Da minha parte um enorme alívio. Os micos estavam a salvo. E
mesmo os pombos com os quais mantenho péssimas relações. Perdido o sono me vi presa da sensação de
estar sendo agredida. A mesma que já havia me invadido no dia em que me deparei
com a tal cerca e com seus ameaçadores cartazes. Perguntei-me por que. Afinal a
agressão não devia ser a mim dirigida. Não seria razoável pensar que aquela
coisa se destinasse a me eletrocutar. Mesmo porque na minha idade não é provável
que me imaginem pulando grades, cercas e outros que tais. Não de menos eu me
sentia agredida. Talvez porque a instalação da cerca signifique: queremos eletrocutar alguém. Por que é
isto que querem, não é?
Vai ver são defensores da pena de morte. Deve ser isto. Tudo
bem: cada um tem o direito de defender o que lhes parece certo. Mas têm o
direito de partir para a execução? Procurei me informar. E não é que lei
permite, sim, a tal cerca! A restrição é a de que deve ser colocada a três
metros de altura da calçada. E isto, justiça seja feita, foi respeitado. De
qualquer modo me aflige como me afligiram as grades quando se tornaram uma
constante nos prédios e as praças enfeando a cidade. Fazer o quê? Não importa
se estas não impedem a entrada de assaltantes como a cerca eletrificada não o
fará.
Vai ver provocam uma ilusória sensação da segurança. E disto
carecemos todos. O grande problema é que a maioria dos assaltos ocorre em
prédios cercados. Ou seja, as cercas são inócuas, de nada servem. Ainda assim se
tornaram quase obrigatórias. Será que as cercas eletrificadas dentro de pouco
tempo também o serão? A tudo isto a população desta cidade está sendo levada
por puro desespero. Esta eletrificação é uma das muitas manifestações da doença
grave que nos ameaça a todos porque estamos todos expostos à sua contaminação.
Os sintomas de termos sido infectados vêem insidiosos, de mansinho.
Começa por não se transitar em determinados lugares. Depois
vem a limitação dos horários em que se sai de casa. Fechaduras e portas de
segurança são instaladas. Carros, para quem pode, são blindados. Alarmes de
todo tipo são instalados. Seguranças são contratados para acompanhar crianças
nas idas a escolas e a festas. Desconfia-se de tudo e de todos ao andar na rua.
Entra-se num caixa eletrônico com medo. No banco idem.
Até agora os estudos, pesquisas e providências para eliminar
o mal não parecem ter apresentado resultados. Ao contrário, o tratamento traz
graves efeitos colaterais como o que ocorreu outro dia em Copacabana: um tiroteio
em plena manhã em que a maior vítima foi uma senhora que passava. E a razão
desta morte foi esclarecida pelas autoridades: as medidas contra o tráfego
estão dando certo (!) obrigando os
traficantes a partirem para o assalto. Quer dizer que quanto menor o tráfego
maior e mais freqüente será a ameaça nas ruas? É isto?

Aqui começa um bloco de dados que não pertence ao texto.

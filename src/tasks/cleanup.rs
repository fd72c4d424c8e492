//! Expiry Sweep Task
//!
//! Background task that periodically removes expired cache entries when the
//! engine runs in clean-interval mode.

use std::sync::Arc;
use std::time::Duration;

use tokio::sync::watch;
use tokio::task::JoinHandle;
use tracing::{debug, info, warn};

use crate::cache::CacheEngine;

/// Handle to a running sweep task, used to stop it on shutdown.
#[derive(Debug)]
pub struct SweepHandle {
    shutdown_tx: watch::Sender<bool>,
    join_handle: JoinHandle<()>,
}

impl SweepHandle {
    /// Signals the task to exit and waits for it to finish.
    pub async fn shutdown(self) {
        let _ = self.shutdown_tx.send(true);
        if let Err(e) = self.join_handle.await {
            warn!("Sweep task ended abnormally: {}", e);
        }
    }

    pub fn is_finished(&self) -> bool {
        self.join_handle.is_finished()
    }
}

/// Starts the sweep task if the engine's cleanup mode calls for one.
///
/// Returns `None` in simple mode, where expiration stays purely lazy.
pub fn spawn_sweep_task(engine: Arc<CacheEngine>) -> Option<SweepHandle> {
    let interval = engine.cleanup_mode().sweep_interval()?;
    Some(spawn_sweep_task_every(engine, interval))
}

/// Spawns a task that sweeps every partition once per `interval`.
///
/// The task sweeps one partition at a time, holding each partition's lock
/// only for that partition's pass.
///
/// # Example
/// ```ignore
/// let handle = spawn_sweep_task_every(engine.clone(), Duration::from_secs(1));
/// // Later, during shutdown:
/// handle.shutdown().await;
/// ```
pub fn spawn_sweep_task_every(engine: Arc<CacheEngine>, interval: Duration) -> SweepHandle {
    let (shutdown_tx, mut shutdown_rx) = watch::channel(false);

    let join_handle = tokio::spawn(async move {
        info!(
            "Starting expiry sweep task with interval of {:?}",
            interval
        );

        let mut ticker = tokio::time::interval(interval);
        // the first tick completes immediately
        ticker.tick().await;

        loop {
            tokio::select! {
                _ = ticker.tick() => {}
                changed = shutdown_rx.changed() => {
                    if changed.is_err() || *shutdown_rx.borrow() {
                        break;
                    }
                    continue;
                }
            }

            let removed = engine.sweep_expired().await;

            if removed > 0 {
                info!("Expiry sweep: removed {} expired entries", removed);
            } else {
                debug!("Expiry sweep: no expired entries found");
            }
        }

        info!("Expiry sweep task stopped");
    });

    SweepHandle {
        shutdown_tx,
        join_handle,
    }
}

E me vejo presa da desagradável sensação de que é apenas uma
questão de tempo para que também eu seja infectada por esta terrível doença.
Quem sabe comprarei até uma arma para garantir minha própria segurança passando
a ser violenta para enfrentar a violência. E, desafiando a lógica e o bom
senso, me sentirei protegida providenciando engenhos que só servirão para
eletrocutar micos e pombos. Tudo isto por pura impotência. E este medo de ter
medo é hoje minha grande preocupação!